#### [Task prompt]
Records follow. Select each line holding "usize".

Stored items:

⁂

//! Passphrase-encrypted keystore files.
//!
//! One keystore per chain maps addresses to encrypted private keys and
//! nicknames to addresses. Encryption is AES-256-GCM with a per-entry
//! random salt and nonce; the key is SHA3-256(salt || passphrase). The
//! `encrypted` field stores hex(nonce || ciphertext+tag).

use std::collections::BTreeMap;

use aes_gcm::aead::{Aead, KeyInit};
use aes_gcm::{Aes256Gcm, Key, Nonce};
use rand::rngs::OsRng;
use rand::RngCore;
use serde::{Deserialize, Serialize};
use sha3::{Digest, Sha3_256};

use crate::crypto::Keypair;
use crate::error::{Error, Result};

const SALT_LEN: usize = 16;
const NONCE_LEN: usize = 12;

/// A single encrypted private key entry.
#[derive(Debug, Clone, Serialize, Deserialize, PartialEq, Eq)]
#[serde(rename_all = "camelCase")]
pub struct EncryptedPrivateKey {
    pub public_key: String,
    pub salt: String,
    pub encrypted: String,
}

/// Address-keyed keystore with a nickname index.
#[derive(Debug, Clone, Default, Serialize, Deserialize)]
#[serde(rename_all = "camelCase")]
pub struct Keystore {
    pub address_map: BTreeMap<String, EncryptedPrivateKey>,
    pub nickname_map: BTreeMap<String, String>,
}

impl Keystore {
    pub fn new() -> Self {
        Keystore::default()
    }

    /// Encrypt a raw private key under the shared passphrase and register
    /// it under `nickname`. Returns the derived address hex.
    pub fn import_raw(
        &mut self,
        private_key: &[u8],
        password: &str,
        nickname: &str,
    ) -> Result<String> {
        let keypair = Keypair::from_secret_bytes(private_key)?;
        let address = keypair.address_hex();

        let mut salt = [0u8; SALT_LEN];
        OsRng.fill_bytes(&mut salt);
        let mut nonce = [0u8; NONCE_LEN];
        OsRng.fill_bytes(&mut nonce);

        let key = derive_key(&salt, password);
        let cipher = Aes256Gcm::new(Key::<Aes256Gcm>::from_slice(&key));
        let ciphertext = cipher
            .encrypt(Nonce::from_slice(&nonce), private_key)
            .map_err(|_| Error::Crypto("keystore encryption failed".into()))?;

        let mut encrypted = Vec::with_capacity(NONCE_LEN + ciphertext.len());
        encrypted.extend_from_slice(&nonce);
        encrypted.extend_from_slice(&ciphertext);

        self.address_map.insert(
            address.clone(),
            EncryptedPrivateKey {
                public_key: keypair.public_hex(),
                salt: hex::encode(salt),
                encrypted: hex::encode(encrypted),
            },
        );
        self.nickname_map.insert(nickname.to_string(), address.clone());
        Ok(address)
    }

    /// Decrypt the entry stored under `address`.
    pub fn decrypt(&self, address: &str, password: &str) -> Result<Vec<u8>> {
        let entry = self
            .address_map
            .get(address)
            .ok_or_else(|| Error::Crypto(format!("no keystore entry for address {address}")))?;
        let salt = hex::decode(&entry.salt)
            .map_err(|e| Error::Crypto(format!("invalid salt hex: {e}")))?;
        let blob = hex::decode(&entry.encrypted)
            .map_err(|e| Error::Crypto(format!("invalid ciphertext hex: {e}")))?;
        if blob.len() <= NONCE_LEN {
            return Err(Error::Crypto("ciphertext too short".into()));
        }
        let (nonce, ciphertext) = blob.split_at(NONCE_LEN);

        let key = derive_key(&salt, password);
        let cipher = Aes256Gcm::new(Key::<Aes256Gcm>::from_slice(&key));
        cipher
            .decrypt(Nonce::from_slice(nonce), ciphertext)
            .map_err(|_| Error::Crypto("keystore decryption failed".into()))
    }
}

fn derive_key(salt: &[u8], password: &str) -> [u8; 32] {
    let mut hasher = Sha3_256::new();
    hasher.update(salt);
    hasher.update(password.as_bytes());
    hasher.finalize().into()
}
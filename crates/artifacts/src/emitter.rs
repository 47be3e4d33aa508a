//! Walks the plan and writes the artifact tree.
//!
//! The output directory is recreated empty on every run so a previous
//! run's files never leak into the next. Chains are written in name
//! order; the global `ids.json` goes last.

use std::collections::{BTreeMap, HashSet};
use std::fs::{self, File};
use std::io::Write;
use std::path::Path;
use std::time::{SystemTime, UNIX_EPOCH};

use serde::Serialize;
use tracing::info;

use arbor_common::accounts::SharedAccount;
use arbor_common::error::Result;
use arbor_common::keystore::Keystore;
use arbor_common::profile::{AppConfig, ChainConfig};
use arbor_planner::identity::{NodeIdentity, NodeType};
use arbor_planner::synthesis::GenesisAccount;
use arbor_planner::Plan;

use crate::genesis::write_genesis;
use crate::node_config;

/// Create the output directory if needed and delete everything inside it.
pub fn reset_output_dir(dir: &Path) -> Result<()> {
    fs::create_dir_all(dir)?;
    for entry in fs::read_dir(dir)? {
        let path = entry?.path();
        if path.is_dir() {
            fs::remove_dir_all(&path)?;
        } else {
            fs::remove_file(&path)?;
        }
    }
    Ok(())
}

fn save_json_pretty<T: Serialize>(path: &Path, value: &T) -> Result<()> {
    let file = File::create(path)?;
    let mut writer = std::io::BufWriter::new(file);
    serde_json::to_writer_pretty(&mut writer, value)?;
    writer.flush()?;
    Ok(())
}

/// Re-read a streamed file and rewrite it with two-space indentation.
fn beautify(path: &Path) -> Result<()> {
    let raw = fs::read(path)?;
    let parsed: serde_json::Value = serde_json::from_slice(&raw)?;
    let pretty = serde_json::to_vec_pretty(&parsed)?;
    fs::write(path, pretty)?;
    Ok(())
}

/// The chain's full accounts array: native accounts first, then entries
/// placed here from other chains (deduplicated by address), then every
/// shared account at the chain's configured account amount.
fn compose_accounts(
    chain: &ChainConfig,
    native: &[GenesisAccount],
    placed: &[NodeIdentity],
    shared: &BTreeMap<String, SharedAccount>,
) -> Vec<GenesisAccount> {
    let mut seen: HashSet<&str> = native.iter().map(|a| a.address.as_str()).collect();
    let mut accounts: Vec<GenesisAccount> = native.to_vec();

    for identity in placed {
        if seen.insert(&identity.address) {
            accounts.push(GenesisAccount {
                address: identity.address.clone(),
                amount: identity.amount,
            });
        }
    }
    for account in shared.values() {
        accounts.push(GenesisAccount {
            address: account.address.clone(),
            amount: chain.accounts.amount,
        });
    }
    accounts
}

/// Build the chain's keystore: all identities placed here, the chain's
/// native full nodes, and the shared accounts.
fn build_keystore(
    placed: &[NodeIdentity],
    native: &[NodeIdentity],
    shared: &BTreeMap<String, SharedAccount>,
    password: &str,
) -> Result<Keystore> {
    let mut keystore = Keystore::new();
    let full_nodes = native
        .iter()
        .filter(|identity| identity.node_type == NodeType::Fullnode);

    for identity in placed.iter().chain(full_nodes) {
        let nickname = if identity.is_delegate {
            format!("delegator-{}", -identity.id)
        } else {
            format!("node-{}", identity.id)
        };
        keystore.import_raw(&identity.private_key_bytes, password, &nickname)?;
    }
    for (name, account) in shared {
        keystore.import_raw(&account.private_key_bytes, password, name)?;
    }
    Ok(keystore)
}

#[allow(clippy::too_many_arguments)]
fn write_chain_files(
    chain_dir: &Path,
    chain: &ChainConfig,
    native_identities: &[NodeIdentity],
    native_accounts: &[GenesisAccount],
    genesis_validators: &[NodeIdentity],
    placed: &[NodeIdentity],
    dial_peers: &[String],
    shared: &BTreeMap<String, SharedAccount>,
    password: &str,
    beautify_json: bool,
    now_epoch: u64,
) -> Result<()> {
    fs::create_dir_all(chain_dir)?;

    let accounts = compose_accounts(chain, native_accounts, placed, shared);
    let accounts_json = serde_json::to_vec(&accounts)?;

    let genesis_path = chain_dir.join("genesis.json");
    let max_committee_size = if chain.max_committee_size == 0 {
        100
    } else {
        chain.max_committee_size
    };
    write_genesis(
        &genesis_path,
        chain.id,
        chain.root_chain,
        genesis_validators,
        &accounts_json,
        max_committee_size,
    )?;
    if beautify_json {
        beautify(&genesis_path)?;
    }

    let config = node_config::template(chain, dial_peers.to_vec(), now_epoch);
    save_json_pretty(&chain_dir.join("config.json"), &config)?;

    let keystore = build_keystore(placed, native_identities, shared, password)?;
    save_json_pretty(&chain_dir.join("keystore.json"), &keystore)?;

    Ok(())
}

/// Write the full artifact tree for a planned profile.
pub fn emit(
    cfg: &AppConfig,
    shared: &BTreeMap<String, SharedAccount>,
    plan: &Plan,
    out_base: &Path,
) -> Result<()> {
    reset_output_dir(out_base)?;

    let now_epoch = SystemTime::now()
        .duration_since(UNIX_EPOCH)
        .map(|d| d.as_secs())
        .unwrap_or(0);

    let empty_identities: Vec<NodeIdentity> = Vec::new();
    let empty_accounts: Vec<GenesisAccount> = Vec::new();
    let empty_peers: Vec<String> = Vec::new();

    for (name, chain) in &cfg.chains {
        let chain_dir = out_base.join(name);
        write_chain_files(
            &chain_dir,
            chain,
            plan.chain_identities.get(name).unwrap_or(&empty_identities),
            plan.chain_accounts.get(name).unwrap_or(&empty_accounts),
            plan.genesis_by_chain.get(&chain.id).unwrap_or(&empty_identities),
            plan.keystore_by_chain.get(&chain.id).unwrap_or(&empty_identities),
            plan.dial_peers.get(&chain.id).unwrap_or(&empty_peers),
            shared,
            &cfg.general.password,
            cfg.general.json_beautify,
            now_epoch,
        )?;
        info!(chain = name.as_str(), "written chain files");
    }

    save_json_pretty(&out_base.join("ids.json"), &plan.ids)?;
    info!(entries = plan.ids.keys.len(), "written ids.json");
    Ok(())
}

⁂

#### [Response below]
const SALT_LEN: usize = 16;
const NONCE_LEN: usize = 12;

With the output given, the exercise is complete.